The image heading this post is a rendering by deviantart user awiz that I found some time ago. Airships of the sort that are fun for my narrative are not particularly realistic, but this design has created something relatively original and it certainly appeals to me. The high-class promenade deck and banded funnels resemble something out of 80 Days, although all of their steampunk vehicles are pictured in silhouette.

Another appealing set of airship designs come from the Kickstarted comic series, Skies of Fire.These have a dieselpunk-steampunk look and the writers have spent a huge amount of time on their world-building, which I respect. Although I love a tight, balanced narrative, I suspect I’m really a world-builder at heart, but maybe Steam Highwayman has already told you that!

SH3 Progress

You know I love a graph. Here’s my interactive record of Steam Highwayman III: The Reeking Metropolis as a draft. I have to track which sections are reserved or complete – or partially complete – on my spreadsheet as I go along, so graphing it is a natural development. Maybe it’s procrastination too.

The graph will be live on this post, also on the new SH3 page on this site, which at the moment looks pretty bare.

I’m hoping to finish a draft by the end of the summer. And that will probably be 1500-200 passages in length.

If you’re interested to see what other sorts of things I write, I posted a sci-fi short story earlier, set on the moon. I wrote it a few months ago and I’m pretty pleased with it.

Business Brewing…

There’s a brewery in Steam Highwayman III that would like to expand. That’s nice, isn’t it? So your friendly ale-drinking hero is going to get involved, of course.

But how involved, exactly? If the Director is keen to offer independent pubs contracts and pay you a generous commission for each signature, would you do his bidding? What side will that put you on, exactly?

Camden Brewery in 1913

This is the question at the heart of my recent chunk of writing. I’ve passed 130 complete passages and have reserved a further 300 reserved: these are early days in the writing process, but so far I’ve sketched and reserved the vast majority of street and hub locations, written a large proportion of the ambushing and random traffic passages, and spent quite a lot of time creating some interesting pub interactions, particularly in Hampstead and Highgate.

There are a couple of complete quests in and a few loose trailing ends, but the cast majority of the story is to come. I’m thinking about a complete range of quests and interactions – tiny, spontaneous stories on the streets, quests that involve travelling across the map, larger ones that involve several decisions and then a couple of big stories you will keep bumping into.

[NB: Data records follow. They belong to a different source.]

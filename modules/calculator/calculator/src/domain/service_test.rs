#[cfg(test)]
#[allow(clippy::float_cmp, clippy::unwrap_used)]
mod tests {
    use super::super::*;
    use calculator_sdk::{CalculationResult, CalculatorError, Operation};
    use tracing_test::traced_test;

    #[test]
    fn test_concrete_scenarios() {
        let service = Service::new();
        assert_eq!(service.calculate("Add", 5.0, 3.0).unwrap(), 8.0);
        assert_eq!(service.calculate("Subtract", 10.0, 4.0).unwrap(), 6.0);
        assert_eq!(service.calculate("Multiply", 6.0, 7.0).unwrap(), 42.0);
        assert_eq!(service.calculate("Divide", 15.0, 3.0).unwrap(), 5.0);
        assert_eq!(service.calculate("Square", 4.0, 0.0).unwrap(), 16.0);
    }

    #[test]
    fn test_square_ignores_second_operand() {
        let service = Service::new();
        for second in [0.0, 999.0, -1.0, f64::NAN] {
            assert_eq!(service.dispatch(Operation::Square, 5.0, second).unwrap(), 25.0);
        }
    }

    #[test]
    fn test_divide_by_zero() {
        let service = Service::new();
        let err = service.calculate("Divide", 5.0, 0.0).unwrap_err();
        assert_eq!(err, CalculatorError::DivisionByZero);
        assert_eq!(err.to_string(), "Error: Division by zero");
        assert!(!err.is_soft());
    }

    #[test]
    fn test_unknown_operation_is_a_soft_error_value() {
        let service = Service::new();
        let result = CalculationResult::from(service.calculate("Unknown", 1.0, 2.0));
        assert_eq!(
            result,
            CalculationResult::Error {
                message: "Error: Unknown operation".to_owned()
            }
        );
    }

    #[test]
    fn test_overflow_is_a_soft_error() {
        let service = Service::new();
        let err = service.calculate("Multiply", 1e308, 10.0).unwrap_err();
        assert_eq!(err, CalculatorError::NonFiniteResult);
        assert!(err.is_soft());
        assert_eq!(
            service.dispatch(Operation::Square, 1e200, 0.0),
            Err(CalculatorError::NonFiniteResult)
        );
        assert_eq!(
            service.dispatch(Operation::Add, f64::NAN, 1.0),
            Err(CalculatorError::NonFiniteResult)
        );
    }

    #[test]
    fn test_operation_names_are_case_sensitive() {
        let service = Service::new();
        assert!(matches!(
            service.calculate("add", 1.0, 2.0),
            Err(CalculatorError::UnknownOperation(name)) if name == "add"
        ));
    }

    #[test]
    fn test_binary_operations_match_arithmetic() {
        let service = Service::new();
        let pairs = [(2.5, -4.0), (0.0, 7.0), (-3.0, -3.0), (1e10, 1e-10)];
        for (a, b) in pairs {
            assert_eq!(service.dispatch(Operation::Add, a, b).unwrap(), a + b);
            assert_eq!(service.dispatch(Operation::Subtract, a, b).unwrap(), a - b);
            assert_eq!(service.dispatch(Operation::Multiply, a, b).unwrap(), a * b);
            assert_eq!(service.dispatch(Operation::Divide, a, b).unwrap(), a / b);
        }
    }

    #[test]
    fn test_repeated_calls_are_identical() {
        let service = Service::new();
        let first = service.calculate("Divide", 1.0, 3.0);
        for _ in 0..10 {
            assert_eq!(service.calculate("Divide", 1.0, 3.0), first);
        }
    }

    #[test]
    fn test_concurrent_dispatch() {
        let service = &Service::new();
        std::thread::scope(|s| {
            let handles: Vec<_> = (0_u32..8)
                .map(|i| s.spawn(move || service.dispatch(Operation::Multiply, f64::from(i), 2.0)))
                .collect();
            for (i, handle) in (0_u32..).zip(handles) {
                assert_eq!(handle.join().unwrap().unwrap(), f64::from(i) * 2.0);
            }
        });
    }

    #[test]
    #[traced_test]
    fn test_dispatch_is_traced() {
        let service = Service::new();
        let _ = service.calculate("Divide", 5.0, 0.0);
        assert!(logs_contain("calculation rejected"));
    }
}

Behind the scenes, you see, are the great unwashed crying for Reform or Revolution, just as they really did in the 1830s. Then there’s the rivalry between the Guilds and the powerplay in court and Parliament. Nowhere is closed to our silver-tongued, sharp-bladed adventurer!

What would you like to see in the adventures of the Steam Highwayman? Let me know!

Other recent projects: infusing some rhubarb gin, exploring Shoreditch on various maps.